2.)  In the fall we're going to DisneyWORLD 9/1-9/3, then Cruising on the Dream 9/4-9/8, then back at WDW 9/8-9/11.  Right now all our WDW stays are booked at Animal Kingdom Lodge Villas (one of our home resorts), but once our 7 month window opens up we will probably try to switch either or both of our "bookend WDW stays"----hoping to get into Bay Lake Tower and/or Wilderness Lodge (because we've never stayed in either before).


----------



## sjs314

We are now going September 26-Oct 2 taking advantage of the New Room Discounts , staying at Contemporary


----------



## nibor

We are going may 27 to june 4th 2011 staying fortwilderness lodge, Look's like it has lots to do there..Hope so it is our 1st time there..Nibor


----------



## nyc2theworld

Finally booked my hotel(s)...damn you swolphin for not having availability

June 1-6 - Swan
6-8 - POFQ


----------



## furb & dez

Me (furb) and the hubster (dez) will be out for our first WDW trip February 6-10. We're staying off property (for free! woo!) with a friend (who's also coming along and is single).


----------



## chwgmjay

Chuckers said:


> I just booked a short weekend trip to Disneyland!

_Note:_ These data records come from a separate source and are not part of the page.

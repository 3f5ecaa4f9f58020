//! # dsa_core: Foundation for Stochastic Debt Sustainability Analysis
//!
//! ## Layer 1 (Foundation) Role
//!
//! dsa_core is the bottom layer of the workspace, providing:
//! - Shock variable definitions and historical shock panels (`types::shock`, `types::panel`)
//! - Deterministic baseline paths and debt composition (`types::baseline`)
//! - Error types: `DataError`, `EstimationError`, `SolverError` (`types::error`)
//! - Covariance, PSD and Cholesky factors, OLS (`math::linalg`)
//! - Quantiles and rounding helpers (`math::stats`)
//! - Bounded scalar minimisation (`math::solvers`)
//! - Seeded random number generation (`rng`)
//!
//! ## Usage Examples
//!
//! ```rust
//! use dsa_core::types::{ShockFrequency, ShockPanel, ShockVariable};
//!
//! let panel = ShockPanel::new(
//!     ShockFrequency::Annual,
//!     vec!["2001".into(), "2002".into(), "2003".into()],
//!     vec![
//!         [0.1, 0.2, 0.3, 0.4, 0.5, 0.6],
//!         [0.2, 0.1, 0.0, 0.5, 0.4, 0.3],
//!         [0.0, 0.3, 0.2, 0.1, 0.6, 0.5],
//!     ],
//! )
//! .unwrap();
//!
//! assert_eq!(panel.len(), 3);
//! assert_eq!(panel.column(ShockVariable::PrimaryBalance), vec![0.6, 0.3, 0.5]);
//! ```
//!
//! ## Feature Flags
//!
//! - `serde`: Enable serialisation for shock variables, frequencies and baselines

#![deny(missing_docs)]
#![deny(rustdoc::broken_intra_doc_links)]
#![deny(rustdoc::private_intra_doc_links)]

pub mod math;
pub mod rng;
pub mod types;
//! Simulation request.
//!
//! A [`SimulationRequest`] is the immutable input of one simulation run.
//! It is built once, validated, and passed by reference through the
//! estimation, sampling, aggregation and simulation stages.

use std::fmt;
use std::str::FromStr;

use dsa_core::types::{DebtComposition, ShockFrequency, ShockVariable};

use crate::error::RequestError;

/// Maximum number of simulated paths.
pub const MAX_PATHS: usize = 10_000_000;

/// Default stochastic horizon in years.
pub const DEFAULT_HORIZON: usize = 5;

/// How the joint shock distribution is estimated and sampled.
#[derive(Clone, Copy, Debug, Default, PartialEq, Eq, Hash)]
#[cfg_attr(feature = "serde", derive(serde::Serialize, serde::Deserialize))]
#[cfg_attr(feature = "serde", serde(rename_all = "snake_case"))]
pub enum EstimationMode {
    /// Zero-mean multivariate normal with the sample covariance.
    #[default]
    Normal,
    /// Order-1 VAR driven by residuals resampled with replacement.
    VarBootstrap,
    /// Order-1 VAR driven by Cholesky-correlated normal residuals.
    VarCholesky,
}

impl EstimationMode {
    /// Whether this mode fits a VAR.
    #[inline]
    pub fn is_var(self) -> bool {
        !matches!(self, EstimationMode::Normal)
    }
}

impl fmt::Display for EstimationMode {
    fn fmt(&self, f: &mut fmt::Formatter<'_>) -> fmt::Result {
        match self {
            EstimationMode::Normal => f.write_str("normal"),
            EstimationMode::VarBootstrap => f.write_str("var_bootstrap"),
            EstimationMode::VarCholesky => f.write_str("var_cholesky"),
        }
    }
}

impl FromStr for EstimationMode {
    type Err = RequestError;

    fn from_str(s: &str) -> Result<Self, Self::Err> {
        match s.to_lowercase().replace('-', "_").as_str() {
            "normal" => Ok(EstimationMode::Normal),
            "var_bootstrap" | "bootstrap" => Ok(EstimationMode::VarBootstrap),
            "var_cholesky" | "cholesky" => Ok(EstimationMode::VarCholesky),
            other => Err(RequestError::invalid(
                "estimation",
                format!("unknown mode '{}'", other),
            )),
        }
    }
}

/// Whether primary-balance shocks are switched off inside the adjustment
/// window.
#[derive(Clone, Copy, Debug, Default, PartialEq, Eq, Hash)]
#[cfg_attr(feature = "serde", derive(serde::Serialize, serde::Deserialize))]
#[cfg_attr(feature = "serde", serde(rename_all = "snake_case"))]
pub enum PolicyWindow {
    /// Zero primary-balance shocks for draw steps inside the window.
    #[default]
    ApplyZeroing,
    /// The adjustment is already reflected elsewhere; leave shocks alone.
    AlreadyEmbedded,
}

/// Exchange-rate regime of the simulated country.
///
/// Decides which exchange-rate column is excluded from VAR fitting.
#[derive(Clone, Copy, Debug, Default, PartialEq, Eq, Hash)]
#[cfg_attr(feature = "serde", derive(serde::Serialize, serde::Deserialize))]
#[cfg_attr(feature = "serde", serde(rename_all = "snake_case"))]
pub enum CurrencyRegime {
    /// Both exchange-rate channels are estimated.
    #[default]
    Floating,
    /// Shared-currency member: no euro exchange-rate channel.
    EuroArea,
    /// Reserve-currency issuer: no US dollar exchange-rate channel.
    ReserveCurrency,
}

impl CurrencyRegime {
    /// Shock column dropped before VAR fitting, if any.
    pub fn dropped_variable(self) -> Option<ShockVariable> {
        match self {
            CurrencyRegime::Floating => None,
            CurrencyRegime::EuroArea => Some(ShockVariable::ExrEur),
            CurrencyRegime::ReserveCurrency => Some(ShockVariable::ExrUsd),
        }
    }
}

impl FromStr for CurrencyRegime {
    type Err = RequestError;

    fn from_str(s: &str) -> Result<Self, Self::Err> {
        match s.to_lowercase().replace('-', "_").as_str() {
            "floating" => Ok(CurrencyRegime::Floating),
            "euro_area" | "euro" => Ok(CurrencyRegime::EuroArea),
            "reserve_currency" | "reserve" => Ok(CurrencyRegime::ReserveCurrency),
            other => Err(RequestError::invalid(
                "currency_regime",
                format!("unknown regime '{}'", other),
            )),
        }
    }
}

/// Immutable input of one simulation run.
///
/// Indices (`stochastic_start`, `adjustment_end`) refer to positions in the
/// baseline projection arrays; index 0 is the projection start year.
///
/// # Examples
///
/// ```
/// use dsa_core::types::DebtComposition;
/// use dsa_stochastic::{EstimationMode, SimulationRequest};
///
/// let request = SimulationRequest::builder()
///     .n_paths(10_000)
///     .stochastic_start(5)
///     .horizon(5)
///     .mode(EstimationMode::VarBootstrap)
///     .adjustment_end(4)
///     .composition(DebtComposition::domestic_only(0.2).unwrap())
///     .avg_res_mat(7.5)
///     .seed(42)
///     .build()
///     .unwrap();
///
/// assert_eq!(request.stochastic_end(), 9);
/// assert_eq!(request.pb_zero_years(), 0);
/// ```
#[derive(Clone, Debug, PartialEq)]
pub struct SimulationRequest {
    n_paths: usize,
    horizon: usize,
    stochastic_start: usize,
    mode: EstimationMode,
    currency_regime: CurrencyRegime,
    policy_window: PolicyWindow,
    adjustment_end: Option<usize>,
    composition: DebtComposition,
    avg_res_mat: f64,
    seed: Option<u64>,
}

impl SimulationRequest {
    /// Start building a request.
    #[inline]
    pub fn builder() -> SimulationRequestBuilder {
        SimulationRequestBuilder::default()
    }

    /// Number of simulated paths.
    #[inline]
    pub fn n_paths(&self) -> usize {
        self.n_paths
    }

    /// Stochastic horizon in years.
    #[inline]
    pub fn horizon(&self) -> usize {
        self.horizon
    }

    /// Baseline index of the first stochastic year.
    #[inline]
    pub fn stochastic_start(&self) -> usize {
        self.stochastic_start
    }

    /// Baseline index of the last stochastic year.
    #[inline]
    pub fn stochastic_end(&self) -> usize {
        self.stochastic_start + self.horizon - 1
    }

    /// Estimation mode.
    #[inline]
    pub fn mode(&self) -> EstimationMode {
        self.mode
    }

    /// Currency regime.
    #[inline]
    pub fn currency_regime(&self) -> CurrencyRegime {
        self.currency_regime
    }

    /// Policy window handling.
    #[inline]
    pub fn policy_window(&self) -> PolicyWindow {
        self.policy_window
    }

    /// Baseline index of the last adjustment year, if any.
    #[inline]
    pub fn adjustment_end(&self) -> Option<usize> {
        self.adjustment_end
    }

    /// Debt composition.
    #[inline]
    pub fn composition(&self) -> &DebtComposition {
        &self.composition
    }

    /// Average residual maturity of the debt stock in years.
    #[inline]
    pub fn avg_res_mat(&self) -> f64 {
        self.avg_res_mat
    }

    /// Injected seed, if any.
    #[inline]
    pub fn seed(&self) -> Option<u64> {
        self.seed
    }

    /// Number of stochastic years that overlap the adjustment period.
    ///
    /// `adjustment_end − stochastic_start + 1`, floored at zero. Always zero
    /// for [`PolicyWindow::AlreadyEmbedded`] or when no adjustment end is set.
    pub fn pb_zero_years(&self) -> usize {
        match (self.policy_window, self.adjustment_end) {
            (PolicyWindow::ApplyZeroing, Some(end)) => {
                (end + 1).saturating_sub(self.stochastic_start)
            }
            _ => 0,
        }
    }

    /// Number of leading draw steps whose primary-balance shock is zeroed.
    pub fn pb_zero_steps(&self, frequency: ShockFrequency) -> usize {
        frequency
            .draw_steps(self.pb_zero_years())
            .min(frequency.draw_steps(self.horizon))
    }

    /// Checks that the stochastic window fits a baseline of the given length.
    ///
    /// The window needs one pre-stochastic year, so `stochastic_start ≥ 1`.
    pub fn check_window(&self, baseline_len: usize) -> Result<(), RequestError> {
        let end = self.stochastic_end();
        if self.stochastic_start == 0 || end >= baseline_len {
            return Err(RequestError::WindowOutOfRange {
                start: self.stochastic_start,
                end,
                baseline_len,
            });
        }
        Ok(())
    }

    /// Validate the request.
    pub fn validate(&self) -> Result<(), RequestError> {
        if self.n_paths == 0 || self.n_paths > MAX_PATHS {
            return Err(RequestError::InvalidPathCount(self.n_paths));
        }
        if self.horizon == 0 {
            return Err(RequestError::EmptyHorizon);
        }
        if self.stochastic_start == 0 {
            return Err(RequestError::invalid(
                "stochastic_start",
                "must leave one pre-stochastic baseline year",
            ));
        }
        if !(self.avg_res_mat.is_finite() && self.avg_res_mat > 0.0) {
            return Err(RequestError::invalid(
                "avg_res_mat",
                format!("must be positive, got {}", self.avg_res_mat),
            ));
        }
        self.composition
            .validate()
            .map_err(|e| RequestError::invalid("composition", e.to_string()))
    }

    /// Copy of this request over a different stochastic window.
    pub(crate) fn with_window(&self, stochastic_start: usize, horizon: usize) -> Self {
        Self {
            stochastic_start,
            horizon,
            ..self.clone()
        }
    }

    /// Copy of this request with another estimation mode.
    pub(crate) fn with_mode(&self, mode: EstimationMode) -> Self {
        Self {
            mode,
            ..self.clone()
        }
    }
}

/// Builder for [`SimulationRequest`].
#[derive(Clone, Debug, Default)]
pub struct SimulationRequestBuilder {
    n_paths: Option<usize>,
    horizon: Option<usize>,
    stochastic_start: Option<usize>,
    mode: EstimationMode,
    currency_regime: CurrencyRegime,
    policy_window: PolicyWindow,
    adjustment_end: Option<usize>,
    composition: Option<DebtComposition>,
    avg_res_mat: Option<f64>,
    seed: Option<u64>,
}

impl SimulationRequestBuilder {
    /// Number of simulated paths.
    #[inline]
    pub fn n_paths(mut self, n_paths: usize) -> Self {
        self.n_paths = Some(n_paths);
        self
    }

    /// Stochastic horizon in years (default 5).
    #[inline]
    pub fn horizon(mut self, horizon: usize) -> Self {
        self.horizon = Some(horizon);
        self
    }

    /// Baseline index of the first stochastic year.
    #[inline]
    pub fn stochastic_start(mut self, index: usize) -> Self {
        self.stochastic_start = Some(index);
        self
    }

    /// Estimation mode (default normal).
    #[inline]
    pub fn mode(mut self, mode: EstimationMode) -> Self {
        self.mode = mode;
        self
    }

    /// Currency regime (default floating).
    #[inline]
    pub fn currency_regime(mut self, regime: CurrencyRegime) -> Self {
        self.currency_regime = regime;
        self
    }

    /// Policy window handling (default zeroing).
    #[inline]
    pub fn policy_window(mut self, window: PolicyWindow) -> Self {
        self.policy_window = window;
        self
    }

    /// Baseline index of the last adjustment year.
    #[inline]
    pub fn adjustment_end(mut self, index: usize) -> Self {
        self.adjustment_end = Some(index);
        self
    }

    /// Debt composition.
    #[inline]
    pub fn composition(mut self, composition: DebtComposition) -> Self {
        self.composition = Some(composition);
        self
    }

    /// Average residual maturity in years.
    #[inline]
    pub fn avg_res_mat(mut self, years: f64) -> Self {
        self.avg_res_mat = Some(years);
        self
    }

    /// Seed for reproducible draws.
    #[inline]
    pub fn seed(mut self, seed: u64) -> Self {
        self.seed = Some(seed);
        self
    }

    /// Optional seed; `None` draws from entropy.
    #[inline]
    pub fn maybe_seed(mut self, seed: Option<u64>) -> Self {
        self.seed = seed;
        self
    }

    /// Build and validate the request.
    pub fn build(self) -> Result<SimulationRequest, RequestError> {
        let n_paths = self
            .n_paths
            .ok_or_else(|| RequestError::invalid("n_paths", "must be specified"))?;
        let stochastic_start = self
            .stochastic_start
            .ok_or_else(|| RequestError::invalid("stochastic_start", "must be specified"))?;
        let composition = self
            .composition
            .ok_or_else(|| RequestError::invalid("composition", "must be specified"))?;
        let avg_res_mat = self
            .avg_res_mat
            .ok_or_else(|| RequestError::invalid("avg_res_mat", "must be specified"))?;

        let request = SimulationRequest {
            n_paths,
            horizon: self.horizon.unwrap_or(DEFAULT_HORIZON),
            stochastic_start,
            mode: self.mode,
            currency_regime: self.currency_regime,
            policy_window: self.policy_window,
            adjustment_end: self.adjustment_end,
            composition,
            avg_res_mat,
            seed: self.seed,
        };

        request.validate()?;
        Ok(request)
    }
}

Going March 5-7th staying at the Grand Californian.





Mouse14 said:


> So far its Jan 8 Magic kingdom.... Jan 14 Dinner at the castle..... Feb 4,5,6 Wilderness lodge





sjs314 said:


> We are now going September 26-Oct 2 taking advantage of the New Room Discounts , staying at Contemporary





tig82174 said:


> We have two Disney trips planned this year:
> 
> 1.)  We're going to DisneyLAND (staying in Villas at Grand Californian) 4/22-4/27...then boarding the Disney Wonder in LA and doing the repo up to Vancouver and the first Alaskan cruise (so cruising 4/27-5/10).
> 
> 2.)  In the fall we're going to DisneyWORLD 9/1-9/3, then Cruising on the Dream 9/4-9/8, then back at WDW 9/8-9/11.  Right now all our WDW stays are booked at Animal Kingdom Lodge Villas (one of our home resorts), but once our 7 month window opens up we will probably try to switch either or both of our "bookend WDW stays"----hoping to get into Bay Lake Tower and/or Wilderness Lodge (because we've never stayed in either before).





nibor said:


> We are going may 27 to june 4th 2011 staying fortwilderness lodge, Look's like it has lots to do there..Hope so it is our 1st time there..Nibor





nyc2theworld said:


> Finally booked my hotel(s)...damn you swolphin for not having availability
> 
> June 1-6 - Swan
> 6-8 - POFQ





furb & dez said:


> Me (furb) and the hubster (dez) will be out for our first WDW trip February 6-10. We're staying off property (for free! woo!) with a friend (who's also coming along and is single).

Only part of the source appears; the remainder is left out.